+++ Dataset records

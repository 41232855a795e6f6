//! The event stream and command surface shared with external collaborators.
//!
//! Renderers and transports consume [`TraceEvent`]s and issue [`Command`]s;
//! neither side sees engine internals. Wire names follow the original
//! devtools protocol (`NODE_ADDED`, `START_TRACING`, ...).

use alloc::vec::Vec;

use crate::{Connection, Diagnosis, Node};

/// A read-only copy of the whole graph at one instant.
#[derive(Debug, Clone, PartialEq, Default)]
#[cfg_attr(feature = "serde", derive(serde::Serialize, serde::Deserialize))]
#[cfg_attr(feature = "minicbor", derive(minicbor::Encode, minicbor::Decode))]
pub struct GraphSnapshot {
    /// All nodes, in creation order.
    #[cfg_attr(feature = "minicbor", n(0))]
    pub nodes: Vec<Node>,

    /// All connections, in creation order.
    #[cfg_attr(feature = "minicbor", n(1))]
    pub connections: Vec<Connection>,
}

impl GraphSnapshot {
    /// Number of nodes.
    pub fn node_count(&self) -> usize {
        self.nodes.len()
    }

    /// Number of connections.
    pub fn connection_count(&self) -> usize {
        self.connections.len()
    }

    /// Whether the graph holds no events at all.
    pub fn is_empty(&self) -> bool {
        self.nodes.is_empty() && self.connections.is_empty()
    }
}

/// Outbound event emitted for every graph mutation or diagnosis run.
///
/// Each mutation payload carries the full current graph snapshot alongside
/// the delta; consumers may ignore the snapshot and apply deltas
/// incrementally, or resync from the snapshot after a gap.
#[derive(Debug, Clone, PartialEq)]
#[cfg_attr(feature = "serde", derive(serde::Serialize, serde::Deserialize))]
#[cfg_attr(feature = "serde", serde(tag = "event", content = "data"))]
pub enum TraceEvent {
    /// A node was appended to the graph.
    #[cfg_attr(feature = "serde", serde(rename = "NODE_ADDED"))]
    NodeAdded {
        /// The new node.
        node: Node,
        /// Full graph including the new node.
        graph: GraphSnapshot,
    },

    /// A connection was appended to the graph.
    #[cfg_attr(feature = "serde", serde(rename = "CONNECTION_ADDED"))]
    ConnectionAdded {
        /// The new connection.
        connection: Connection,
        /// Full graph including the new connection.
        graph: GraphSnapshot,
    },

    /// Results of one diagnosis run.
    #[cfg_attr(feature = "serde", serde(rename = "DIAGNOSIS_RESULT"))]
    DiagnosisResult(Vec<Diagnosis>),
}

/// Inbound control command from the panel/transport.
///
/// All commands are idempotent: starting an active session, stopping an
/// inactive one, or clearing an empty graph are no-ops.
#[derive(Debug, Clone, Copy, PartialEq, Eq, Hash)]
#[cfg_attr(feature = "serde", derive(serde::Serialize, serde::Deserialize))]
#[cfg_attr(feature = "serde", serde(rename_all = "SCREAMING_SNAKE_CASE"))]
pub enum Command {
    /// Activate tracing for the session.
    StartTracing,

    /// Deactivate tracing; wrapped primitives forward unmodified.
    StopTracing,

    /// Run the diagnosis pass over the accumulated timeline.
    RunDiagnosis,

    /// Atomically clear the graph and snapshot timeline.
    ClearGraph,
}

++++++
+++ Dataset records

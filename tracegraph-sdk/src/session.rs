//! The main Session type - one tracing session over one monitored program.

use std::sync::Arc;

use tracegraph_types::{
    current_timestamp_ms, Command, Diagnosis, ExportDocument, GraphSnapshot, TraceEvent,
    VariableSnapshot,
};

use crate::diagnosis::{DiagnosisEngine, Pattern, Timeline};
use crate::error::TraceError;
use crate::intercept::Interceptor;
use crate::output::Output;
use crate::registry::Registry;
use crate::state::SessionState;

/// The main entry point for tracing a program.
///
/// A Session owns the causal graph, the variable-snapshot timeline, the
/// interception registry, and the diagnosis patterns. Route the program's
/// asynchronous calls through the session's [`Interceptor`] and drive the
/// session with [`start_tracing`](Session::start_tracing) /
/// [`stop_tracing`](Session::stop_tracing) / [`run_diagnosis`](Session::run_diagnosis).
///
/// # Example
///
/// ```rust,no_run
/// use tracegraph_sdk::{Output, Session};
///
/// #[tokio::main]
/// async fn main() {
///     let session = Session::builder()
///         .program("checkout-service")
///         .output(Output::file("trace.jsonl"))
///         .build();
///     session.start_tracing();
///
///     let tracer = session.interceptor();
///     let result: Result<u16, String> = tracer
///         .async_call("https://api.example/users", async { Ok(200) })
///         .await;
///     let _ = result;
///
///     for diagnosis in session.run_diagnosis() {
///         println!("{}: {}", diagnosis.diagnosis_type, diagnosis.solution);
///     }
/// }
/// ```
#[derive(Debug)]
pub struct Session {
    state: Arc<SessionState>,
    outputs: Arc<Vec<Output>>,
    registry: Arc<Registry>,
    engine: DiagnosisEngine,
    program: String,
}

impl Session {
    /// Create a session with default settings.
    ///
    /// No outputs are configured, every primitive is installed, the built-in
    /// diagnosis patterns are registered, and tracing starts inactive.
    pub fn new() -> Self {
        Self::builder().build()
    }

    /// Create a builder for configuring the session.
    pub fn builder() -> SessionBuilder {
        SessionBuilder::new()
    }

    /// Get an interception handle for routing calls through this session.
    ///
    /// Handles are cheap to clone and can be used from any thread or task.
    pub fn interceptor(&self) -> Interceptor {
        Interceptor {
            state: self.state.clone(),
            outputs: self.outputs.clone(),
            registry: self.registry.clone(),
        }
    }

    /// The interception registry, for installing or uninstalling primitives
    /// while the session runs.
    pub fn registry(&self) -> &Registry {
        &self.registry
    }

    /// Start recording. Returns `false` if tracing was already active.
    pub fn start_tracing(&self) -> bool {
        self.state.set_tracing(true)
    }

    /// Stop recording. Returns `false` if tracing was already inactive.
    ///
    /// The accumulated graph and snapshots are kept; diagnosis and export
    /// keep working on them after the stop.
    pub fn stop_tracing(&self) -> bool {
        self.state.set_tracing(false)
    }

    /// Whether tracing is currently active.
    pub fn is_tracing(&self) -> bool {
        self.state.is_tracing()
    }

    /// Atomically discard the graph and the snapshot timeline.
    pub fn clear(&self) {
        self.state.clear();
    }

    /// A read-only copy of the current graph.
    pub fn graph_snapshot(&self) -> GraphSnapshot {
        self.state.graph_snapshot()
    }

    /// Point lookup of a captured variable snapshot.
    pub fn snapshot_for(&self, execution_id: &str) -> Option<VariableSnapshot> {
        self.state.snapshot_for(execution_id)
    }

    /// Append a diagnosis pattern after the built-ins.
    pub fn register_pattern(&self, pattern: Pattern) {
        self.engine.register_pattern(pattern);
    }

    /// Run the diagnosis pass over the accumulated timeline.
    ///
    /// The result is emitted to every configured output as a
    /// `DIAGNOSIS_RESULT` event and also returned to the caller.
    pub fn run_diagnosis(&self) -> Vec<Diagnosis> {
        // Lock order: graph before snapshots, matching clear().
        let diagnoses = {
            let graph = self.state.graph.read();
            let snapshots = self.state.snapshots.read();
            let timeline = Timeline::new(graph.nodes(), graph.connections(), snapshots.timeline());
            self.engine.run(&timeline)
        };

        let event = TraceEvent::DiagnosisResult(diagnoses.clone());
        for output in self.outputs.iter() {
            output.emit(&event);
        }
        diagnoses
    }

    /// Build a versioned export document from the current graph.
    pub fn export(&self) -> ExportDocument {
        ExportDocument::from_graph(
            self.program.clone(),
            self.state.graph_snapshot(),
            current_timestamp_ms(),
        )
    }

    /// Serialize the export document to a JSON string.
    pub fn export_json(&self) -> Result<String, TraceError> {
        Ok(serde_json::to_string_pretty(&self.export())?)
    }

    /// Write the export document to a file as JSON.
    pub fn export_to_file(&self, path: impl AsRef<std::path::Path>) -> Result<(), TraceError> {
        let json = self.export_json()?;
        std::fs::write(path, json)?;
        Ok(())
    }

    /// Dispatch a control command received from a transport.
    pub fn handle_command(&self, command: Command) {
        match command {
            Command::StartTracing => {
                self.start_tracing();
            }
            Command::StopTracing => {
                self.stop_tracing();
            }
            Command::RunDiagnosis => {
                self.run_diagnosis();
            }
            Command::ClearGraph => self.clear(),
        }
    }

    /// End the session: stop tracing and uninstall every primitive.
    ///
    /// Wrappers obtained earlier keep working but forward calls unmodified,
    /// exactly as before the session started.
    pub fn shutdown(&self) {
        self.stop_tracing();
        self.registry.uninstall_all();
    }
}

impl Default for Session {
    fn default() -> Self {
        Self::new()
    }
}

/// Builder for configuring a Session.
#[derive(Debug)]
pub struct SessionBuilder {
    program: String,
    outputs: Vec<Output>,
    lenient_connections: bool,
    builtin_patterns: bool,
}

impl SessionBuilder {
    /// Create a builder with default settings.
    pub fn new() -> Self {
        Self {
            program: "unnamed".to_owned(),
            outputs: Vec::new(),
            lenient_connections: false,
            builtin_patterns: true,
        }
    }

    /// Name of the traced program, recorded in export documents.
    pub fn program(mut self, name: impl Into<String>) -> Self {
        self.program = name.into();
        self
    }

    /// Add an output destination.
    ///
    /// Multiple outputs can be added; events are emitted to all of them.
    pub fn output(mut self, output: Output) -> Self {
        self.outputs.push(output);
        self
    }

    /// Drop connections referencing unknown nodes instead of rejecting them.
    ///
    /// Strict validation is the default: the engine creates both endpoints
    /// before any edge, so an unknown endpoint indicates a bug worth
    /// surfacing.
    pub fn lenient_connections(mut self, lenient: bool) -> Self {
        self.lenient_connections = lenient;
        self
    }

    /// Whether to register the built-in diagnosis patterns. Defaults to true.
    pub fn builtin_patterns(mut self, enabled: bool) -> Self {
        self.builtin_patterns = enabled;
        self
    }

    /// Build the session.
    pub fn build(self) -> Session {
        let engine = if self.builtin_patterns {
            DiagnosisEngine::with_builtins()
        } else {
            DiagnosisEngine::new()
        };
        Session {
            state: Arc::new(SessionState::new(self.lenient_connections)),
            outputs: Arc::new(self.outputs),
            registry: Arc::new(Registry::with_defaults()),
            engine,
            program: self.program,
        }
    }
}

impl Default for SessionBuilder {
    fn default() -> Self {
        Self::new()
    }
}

++++++

> Work item:
What you give back must be the stretch above, starting at the line with "graph snapshot alongside" and ending at the line with "node was appended to the graph.", copied exactly.

> Task solution:
/// Each mutation payload carries the full current graph snapshot alongside
/// the delta; consumers may ignore the snapshot and apply deltas
/// incrementally, or resync from the snapshot after a gap.
#[derive(Debug, Clone, PartialEq)]
#[cfg_attr(feature = "serde", derive(serde::Serialize, serde::Deserialize))]
#[cfg_attr(feature = "serde", serde(tag = "event", content = "data"))]
pub enum TraceEvent {
    /// A node was appended to the graph.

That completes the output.